With capital guarantee from the China Development Bank and policy support from the State Administration of Foreign Exchange, Qingdao Ruichang Cotton Industrial Co has engaged in cotton cultivation management in Zambia, Malawi, Mozambique and Zimbabwe, hiring 1,300 local managers, involving more than 20 million African farmers and covering 500,000 hectares of land. The company has built six ginning factories and two oil mills in Africa. The extracted oil sells directly in the local market.

In addition, there are many individual agricultural investors active in Africa or dealing with businesses on the continent. At present in Baoding, Hebei province, 12,000 people are involved in grain cultivation, animal husbandry and cash crop-related farm businesses with 19 African countries.

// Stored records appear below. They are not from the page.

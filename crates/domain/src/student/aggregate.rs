//! Student aggregate implementation.

use common::StudentId;
use student_store::StudentRecord;

use super::{
    Course, Disenrollment, Enrollment, EnrollmentNumber, Grade, GradeParseError, StudentError,
};

/// Student aggregate root.
///
/// Owns its enrollments in insertion order together with the audit trail
/// of removed enrollments. All changes to enrollments go through this type.
#[derive(Debug, Clone, PartialEq, Eq)]
pub struct Student {
    /// Assigned by the store on first commit.
    id: Option<StudentId>,
    name: String,
    email: String,
    enrollments: Vec<Enrollment>,
    disenrollments: Vec<Disenrollment>,
}

// Query methods
impl Student {
    /// Returns the student ID, if the student has been persisted.
    pub fn id(&self) -> Option<StudentId> {
        self.id
    }

    pub fn name(&self) -> &str {
        &self.name
    }

    pub fn email(&self) -> &str {
        &self.email
    }

    /// Returns the enrollments paired with their current numbers, in order.
    pub fn enrollments(&self) -> impl Iterator<Item = (EnrollmentNumber, &Enrollment)> {
        self.enrollments
            .iter()
            .enumerate()
            .map(|(index, enrollment)| (EnrollmentNumber::from_index(index), enrollment))
    }

    /// Returns the enrollment currently holding `number`.
    pub fn enrollment(&self, number: EnrollmentNumber) -> Option<&Enrollment> {
        number.index().and_then(|index| self.enrollments.get(index))
    }

    /// Returns the number of enrollments.
    pub fn enrollment_count(&self) -> usize {
        self.enrollments.len()
    }

    /// Returns true if the student is enrolled in the named course.
    pub fn is_enrolled_in(&self, course_name: &str) -> bool {
        self.enrollments
            .iter()
            .any(|enrollment| enrollment.course().name() == course_name)
    }

    /// Returns the removed enrollments, oldest first.
    pub fn disenrollments(&self) -> &[Disenrollment] {
        &self.disenrollments
    }
}

// Command methods
impl Student {
    /// Creates a student with no enrollments.
    pub fn new(name: impl Into<String>, email: impl Into<String>) -> Result<Self, StudentError> {
        let name = name.into();
        let email = email.into();
        validate_personal_info(&name, &email)?;

        Ok(Self {
            id: None,
            name,
            email,
            enrollments: Vec::new(),
            disenrollments: Vec::new(),
        })
    }

    /// Enrolls the student in `course` and returns the new enrollment's number.
    pub fn enroll(&mut self, course: Course, grade: Grade) -> EnrollmentNumber {
        self.enrollments.push(Enrollment::new(course, grade));
        EnrollmentNumber::from_index(self.enrollments.len() - 1)
    }

    /// Moves an enrollment to another course and/or grade in place.
    ///
    /// The enrollment keeps its number.
    pub fn transfer_enrollment(
        &mut self,
        number: EnrollmentNumber,
        course: Course,
        grade: Grade,
    ) -> Result<(), StudentError> {
        let enrollment = number
            .index()
            .and_then(|index| self.enrollments.get_mut(index))
            .ok_or(StudentError::EnrollmentNotFound { number })?;

        enrollment.update(course, grade);
        Ok(())
    }

    /// Removes an enrollment, recording `comment` as the reason.
    ///
    /// Later enrollments move up one number. Fails without changing anything
    /// when the comment is blank or the number does not resolve.
    pub fn remove_enrollment(
        &mut self,
        number: EnrollmentNumber,
        comment: &str,
    ) -> Result<&Disenrollment, StudentError> {
        if comment.trim().is_empty() {
            return Err(StudentError::DisenrollmentCommentRequired);
        }

        let index = number
            .index()
            .filter(|index| *index < self.enrollments.len())
            .ok_or(StudentError::EnrollmentNotFound { number })?;

        let removed = self.enrollments.remove(index);
        self.disenrollments
            .push(Disenrollment::new(removed.course().clone(), comment));

        Ok(&self.disenrollments[self.disenrollments.len() - 1])
    }

    /// Replaces the student's name and email.
    pub fn edit_personal_info(
        &mut self,
        name: impl Into<String>,
        email: impl Into<String>,
    ) -> Result<(), StudentError> {
        let name = name.into();
        let email = email.into();
        validate_personal_info(&name, &email)?;

        self.name = name;
        self.email = email;
        Ok(())
    }
}

fn validate_personal_info(name: &str, email: &str) -> Result<(), StudentError> {
    if name.trim().is_empty() {
        return Err(StudentError::NameRequired);
    }
    if email.trim().is_empty() {
        return Err(StudentError::EmailRequired);
    }
    Ok(())
}

impl TryFrom<StudentRecord> for Student {
    type Error = GradeParseError;

    fn try_from(record: StudentRecord) -> Result<Self, Self::Error> {
        let enrollments = record
            .enrollments
            .into_iter()
            .map(Enrollment::try_from)
            .collect::<Result<Vec<_>, _>>()?;

        Ok(Self {
            id: record.id,
            name: record.name,
            email: record.email,
            enrollments,
            disenrollments: record
                .disenrollments
                .into_iter()
                .map(Disenrollment::from)
                .collect(),
        })
    }
}

impl From<&Student> for StudentRecord {
    fn from(student: &Student) -> Self {
        StudentRecord {
            id: student.id,
            name: student.name.clone(),
            email: student.email.clone(),
            enrollments: student.enrollments.iter().map(Into::into).collect(),
            disenrollments: student.disenrollments.iter().map(Into::into).collect(),
        }
    }
}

For a long time, there was a huge disparity between Africa's agricultural resources and its low processing capacity. China already has relatively mature technology in reprocessing raw materials. Many Chinese private enterprises have stable lists of customers; some even have their own research and development agencies. By continuously improving their products to suit African conditions, they quickly discover more potential in the markets there.

Many Chinese private enterprises cooperate with domestic universities and buy their research results to open up the African market.

Zhejiang Agricultural University helped the University of Yaounde in Cameroon establish a microbiology laboratory and successfully extracted alcohol from locally produced cassava to brew beer. This has earned Cameroon a lot of foreign exchange income.

Nanjing Agricultural University helped Egerton University in Kenya set up horticulture laboratories specializing in soilless cultivation of mushrooms and vegetables, and this also achieved good economic results.

These research results are what the local people need, especially if they open up possibilities for mass production. This trend has also created more opportunities for Chinese private enterprises to develop new markets.

The author is a researcher at the Chinese Academy of Agricultural Sciences.